It was noticed that a 340 s Isp is obtained for the mass ratio of 25% methane and 75% liquid oxygen, at a chamber pressure of 251 atm and a temperature of 3626K. These pressure and temperature are obviously too high for any practical design- but the results imply a great potential of methane for a hybrid rocket motor. From the thermo-chemical point of view, it is possible to re-design the motor for a lower pressure and temperature, however, the Isp will also decrease. For example, maintaining the mass ratio of 25% methane and 75% liquid oxygen, for a pressure of 100 atm and a temperature of 3531K, the Isp of 320 s is obtained, which is rather high performance compared with that of similar systems. It is worth noting here that for all the above numerical results the shifting equilibrium was used but not frozen equilibrium. This is because the authors of the present study want their ideas to be valid for large hybrid rocket motors where nozzles are large enough, and the combustion product composition does not remain constant throughout the flow through the nozzle. If it is necessary to obtain numerical results for smaller rocket motors (e.g. hobby scale hybrid rocket motors), then one could use the frozen equilibrium that assumes that the composition of the combustion products does not change throughout the flow through the nozzle.
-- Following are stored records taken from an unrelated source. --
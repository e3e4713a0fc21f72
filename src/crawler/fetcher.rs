//! HTTP fetcher implementation
//!
//! This module handles all HTTP requests for the crawler, including:
//! - Building HTTP clients with the fixed header profile
//! - GET requests with automatic redirect following
//! - Classifying every failure as a single `FetchError`

use crate::config::HttpConfig;
use crate::ScannerError;
use reqwest::header::{HeaderMap, HeaderValue, ACCEPT, ACCEPT_LANGUAGE};
use reqwest::{redirect::Policy, Client};
use thiserror::Error;
use url::Url;

/// A fetch that did not produce a usable page
///
/// Transport failures and non-success statuses are deliberately not told
/// apart; `reason` is only carried for logging.
#[derive(Debug, Error)]
#[error("failed to fetch {url}: {reason}")]
pub struct FetchError {
    pub url: String,
    pub reason: String,
}

impl FetchError {
    fn new(url: &str, reason: impl Into<String>) -> Self {
        Self {
            url: url.to_string(),
            reason: reason.into(),
        }
    }
}

/// A successfully fetched page
#[derive(Debug, Clone)]
pub struct FetchedPage {
    /// URL the content was served from, after all redirects
    pub final_url: String,

    /// HTTP status code of the final response
    pub status_code: u16,

    /// Decoded page body
    pub body: String,
}

/// Builds an HTTP client with the configured header profile
///
/// # Arguments
///
/// * `config` - User agent, accept headers, timeout and redirect limit
///
/// # Returns
///
/// * `Ok(Client)` - Successfully built HTTP client
/// * `Err(ScannerError)` - A header value was invalid or the client failed to build
///
/// # Example
///
/// ```no_run
/// use web_url_scanner::config::HttpConfig;
/// use web_url_scanner::crawler::build_http_client;
///
/// let client = build_http_client(&HttpConfig::default()).unwrap();
/// ```
pub fn build_http_client(config: &HttpConfig) -> Result<Client, ScannerError> {
    let mut headers = HeaderMap::new();
    headers.insert(ACCEPT, HeaderValue::from_str(&config.accept)?);
    headers.insert(
        ACCEPT_LANGUAGE,
        HeaderValue::from_str(&config.accept_language)?,
    );

    let client = Client::builder()
        .user_agent(config.user_agent.as_str())
        .default_headers(headers)
        .timeout(config.timeout())
        .redirect(Policy::limited(config.max_redirects))
        .gzip(true)
        .brotli(true)
        .build()?;

    Ok(client)
}

/// Page fetcher owning one reusable HTTP client
#[derive(Debug, Clone)]
pub struct Fetcher {
    client: Client,
}

impl Fetcher {
    /// Creates a fetcher with its own connection pool
    pub fn new(config: &HttpConfig) -> Result<Self, ScannerError> {
        Ok(Self::with_client(build_http_client(config)?))
    }

    pub fn with_client(client: Client) -> Self {
        Self { client }
    }

    /// Fetches a URL with a single GET, following redirects
    ///
    /// # Outcome
    ///
    /// | Condition | Result |
    /// |-----------|--------|
    /// | Final status 2xx, body decoded | `Ok(FetchedPage)` |
    /// | Final status anything else | `Err(FetchError)` |
    /// | Timeout, connection refused, TLS error | `Err(FetchError)` |
    /// | Malformed URL, too many redirects | `Err(FetchError)` |
    /// | Body could not be read or decoded | `Err(FetchError)` |
    ///
    /// There are no retries; one attempt is authoritative.
    ///
    /// When no redirect happened the requested string is returned as the
    /// final URL unchanged, so `http://ex.com` is not reported as `http://ex.com/`.
    pub async fn fetch(&self, url: &str) -> Result<FetchedPage, FetchError> {
        let response = self
            .client
            .get(url)
            .send()
            .await
            .map_err(|e| FetchError::new(url, describe_error(&e)))?;

        let status = response.status();
        if !status.is_success() {
            return Err(FetchError::new(url, format!("HTTP {}", status.as_u16())));
        }

        let final_url = final_url(url, response.url());

        let body = response
            .text()
            .await
            .map_err(|e| FetchError::new(url, format!("failed to read body: {}", e)))?;

        Ok(FetchedPage {
            final_url,
            status_code: status.as_u16(),
            body,
        })
    }
}

/// Picks the string to report for the URL a response came from
fn final_url(requested: &str, response_url: &Url) -> String {
    match Url::parse(requested) {
        Ok(parsed) if &parsed == response_url => requested.to_string(),
        _ => response_url.to_string(),
    }
}

/// Short log description of a transport error
fn describe_error(error: &reqwest::Error) -> String {
    if error.is_timeout() {
        "request timeout".to_string()
    } else if error.is_connect() {
        format!("connection failed: {}", error)
    } else if error.is_redirect() {
        format!("redirect error: {}", error)
    } else if error.is_builder() {
        format!("invalid request: {}", error)
    } else {
        error.to_string()
    }
}
//! Web URL Scanner: a same-domain breadth-first link crawler
//!
//! This crate crawls a set of seed pages, follows links that stay on the
//! seed's site up to a bounded depth, and publishes one record per reached
//! page and one per broken page to two append-only outcome tables.

pub mod config;
pub mod crawler;
pub mod input;
pub mod output;
pub mod state;
pub mod url;

use std::path::PathBuf;
use thiserror::Error;

/// Main error type for scanner operations
#[derive(Debug, Error)]
pub enum ScannerError {
    #[error("Configuration error: {0}")]
    Config(#[from] ConfigError),

    #[error("URL error: {0}")]
    Url(#[from] UrlError),

    #[error("HTTP client error: {0}")]
    HttpClient(#[from] reqwest::Error),

    #[error("Invalid HTTP header value: {0}")]
    InvalidHeader(#[from] reqwest::header::InvalidHeaderValue),

    #[error("Outcome sink closed: {channel} records can no longer be published")]
    SinkClosed { channel: &'static str },

    #[error("Failed to read seed file {}: {source}", path.display())]
    SeedFile {
        path: PathBuf,
        source: std::io::Error,
    },

    #[error("Crawl worker failed: {0}")]
    Worker(#[from] tokio::task::JoinError),

    #[error("All crawl workers exited with {pending} entries outstanding")]
    WorkersExited { pending: usize },

    #[error("CSV error: {0}")]
    Csv(#[from] csv::Error),

    #[error("IO error: {0}")]
    Io(#[from] std::io::Error),
}

/// Configuration-specific errors
#[derive(Debug, Error)]
pub enum ConfigError {
    #[error("Failed to read config file: {0}")]
    Io(#[from] std::io::Error),

    #[error("Failed to parse TOML: {0}")]
    Parse(#[from] toml::de::Error),

    #[error("Validation error: {0}")]
    Validation(String),
}

/// URL-specific errors
#[derive(Debug, Error)]
pub enum UrlError {
    #[error("Failed to parse URL: {0}")]
    Parse(String),

    #[error("Invalid URL scheme: {0}")]
    InvalidScheme(String),

    #[error("Missing host in URL")]
    MissingHost,
}

/// Result type alias for scanner operations
pub type Result<T> = std::result::Result<T, ScannerError>;

/// Result type alias for configuration operations
pub type ConfigResult<T> = std::result::Result<T, ConfigError>;

/// Result type alias for URL operations
pub type UrlResult<T> = std::result::Result<T, UrlError>;

// Re-export commonly used types
pub use config::Config;
pub use crawler::{run_scan, scan, CrawlSession, ScanSummary, SessionSummary};
pub use output::{BrokenRecord, OutcomeSink, ReachedRecord};
pub use crate::url::{home_page, DomainScope};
Figure 2 depicts the dependence of the Isp on the mass ratio between methane and liquid oxygen. It can be seen that the peak performance is obtained near the ratio of oxidizer to fuel (O/F) equal to 3.
Figure 3 shows the dependence of temperature on the O/F ratio for a fixed pressure in the combustion chamber, with methane as fuel and liquid oxygen as an oxidizer. In this case, the maximum temperature is obtained for an O/F ratio of 3:4. The temperature is influenced strongly by the O/F ratio at the beginning- hence, the temperature increases sharply with
the increase of the O/F ratio until O/F reaches a value between 3 and 4. After reaching the maximum the temperature decreases slightly with a further increase of the O/F ratio.
Figure 4 presents the variation of combustion temperature with pressure: the higher the pressure, the higher the temperature.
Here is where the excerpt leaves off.